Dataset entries
::::
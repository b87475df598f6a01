//! External formatters as [`RangeFormattingProvider`]s.

use crate::context::FormatContext;
use crate::error::FormatError;
use crate::placeholders::substitute_placeholders;
use crate::process::run_formatter;
use localfmt_config::{FormatterDefinition, FormatterRegistry};
use localfmt_core::{FormattingOptions, Range, RangeFormattingProvider, TextDocument, TextEdit};
use std::path::PathBuf;
use std::time::Duration;

/// A configured formatter bound to one document location.
///
/// Formatting runs the command on the whole document, diffs the output against the
/// document and keeps the edits that touch the requested range.
#[derive(Debug, Clone)]
pub struct ExternalFormatter {
    definition: FormatterDefinition,
    context: FormatContext,
    timeout: Option<Duration>,
}

impl ExternalFormatter {
    /// Bind `definition` to the document described by `context`.
    pub fn new(definition: FormatterDefinition, context: FormatContext) -> Self {
        Self {
            definition,
            context,
            timeout: None,
        }
    }

    /// Look up the formatter registered for `language`.
    pub fn from_registry(
        registry: &FormatterRegistry,
        language: &str,
        context: FormatContext,
    ) -> Result<Self, FormatError> {
        let definition = registry
            .formatter_for(language)
            .ok_or_else(|| FormatError::NoFormatter(language.to_string()))?;
        Ok(Self::new(definition.clone(), context))
    }

    /// Kill the formatter if it has not exited within `timeout` of being started.
    ///
    /// Processes the formatter spawned itself are not killed; see [`run_formatter`].
    pub fn with_timeout(mut self, timeout: Option<Duration>) -> Self {
        self.timeout = timeout;
        self
    }

    /// The formatter definition in use.
    pub fn definition(&self) -> &FormatterDefinition {
        &self.definition
    }

    /// The working directory the formatter runs in.
    pub fn cwd(&self) -> Option<PathBuf> {
        self.context.resolve_cwd(self.definition.cwd.as_deref())
    }

    /// The command line with placeholders expanded.
    pub fn command_line(&self, options: &FormattingOptions) -> Vec<String> {
        let cwd = self.cwd();
        substitute_placeholders(
            &self.definition.command,
            &self.context.file_path,
            cwd.as_deref(),
            options,
        )
    }

    /// Run the formatter on `text` and return its output.
    pub fn run(&self, text: &str, options: &FormattingOptions) -> Result<String, FormatError> {
        let command = self.command_line(options);
        let cwd = self.cwd();
        run_formatter(&command, cwd.as_deref(), text, self.timeout)
    }
}

impl RangeFormattingProvider for ExternalFormatter {
    type Error = FormatError;

    fn provide_range_formatting_edits(
        &self,
        document: &TextDocument,
        range: Range,
        options: &FormattingOptions,
    ) -> Result<Vec<TextEdit>, Self::Error> {
        let formatted = self.run(document.text(), options)?;
        let edits = document.diff_in_range(&formatted, range);
        log::debug!(
            "formatter #{} produced {} edit(s) in range {}",
            self.definition.index,
            edits.len(),
            range
        );
        Ok(edits)
    }
}
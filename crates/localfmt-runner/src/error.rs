use std::time::Duration;
use thiserror::Error;

#[derive(Debug, Error)]
/// Errors produced while running an external formatter.
///
/// Whenever one of these is returned no edits are produced: output of a failed run is
/// never diffed.
pub enum FormatError {
    #[error("no formatter is registered for language '{0}'")]
    /// The registry has no formatter for the document's language.
    NoFormatter(String),

    #[error("formatter command is empty")]
    /// The resolved command line has no program to run.
    EmptyCommand,

    #[error("Failed starting formatter '{program}': {source}")]
    /// The formatter process could not be started.
    Spawn {
        /// The program that failed to start.
        program: String,
        /// The underlying I/O error.
        #[source]
        source: std::io::Error,
    },

    #[error("Formatter failed with {}, see output for more details", exit_description(.code))]
    /// The formatter exited unsuccessfully.
    Failed {
        /// Exit code, or `None` when the process was terminated by a signal.
        code: Option<i32>,
        /// Everything the formatter wrote to stderr.
        stderr: String,
    },

    #[error("formatter did not finish within {0:?}")]
    /// The formatter ran past its deadline and was killed.
    Timeout(Duration),

    #[error("formatter output is not valid UTF-8: {0}")]
    /// The formatter wrote bytes that are not UTF-8 to stdout.
    InvalidOutput(#[from] std::string::FromUtf8Error),

    #[error("I/O error while talking to the formatter: {0}")]
    /// Reading from or waiting on the formatter process failed.
    Io(#[from] std::io::Error),
}

fn exit_description(code: &Option<i32>) -> String {
    match code {
        Some(code) => format!("code {}", code),
        None => "no exit code (terminated by a signal)".to_string(),
    }
}

#[cfg(test)]
mod tests {
    use super::*;

    #[test]
    fn test_failed_message() {
        let err = FormatError::Failed {
            code: Some(2),
            stderr: "boom".to_string(),
        };
        assert_eq!(
            err.to_string(),
            "Formatter failed with code 2, see output for more details"
        );

        let err = FormatError::Failed {
            code: None,
            stderr: String::new(),
        };
        assert!(err.to_string().contains("terminated by a signal"));
    }
}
::::
● **YOUR ASSIGNMENT**
The answer must be every line from the records above that contains "signal".

● **WRITTEN RESPONSE**
        /// Exit code, or `None` when the process was terminated by a signal.
        None => "no exit code (terminated by a signal)".to_string(),
        assert!(err.to_string().contains("terminated by a signal"));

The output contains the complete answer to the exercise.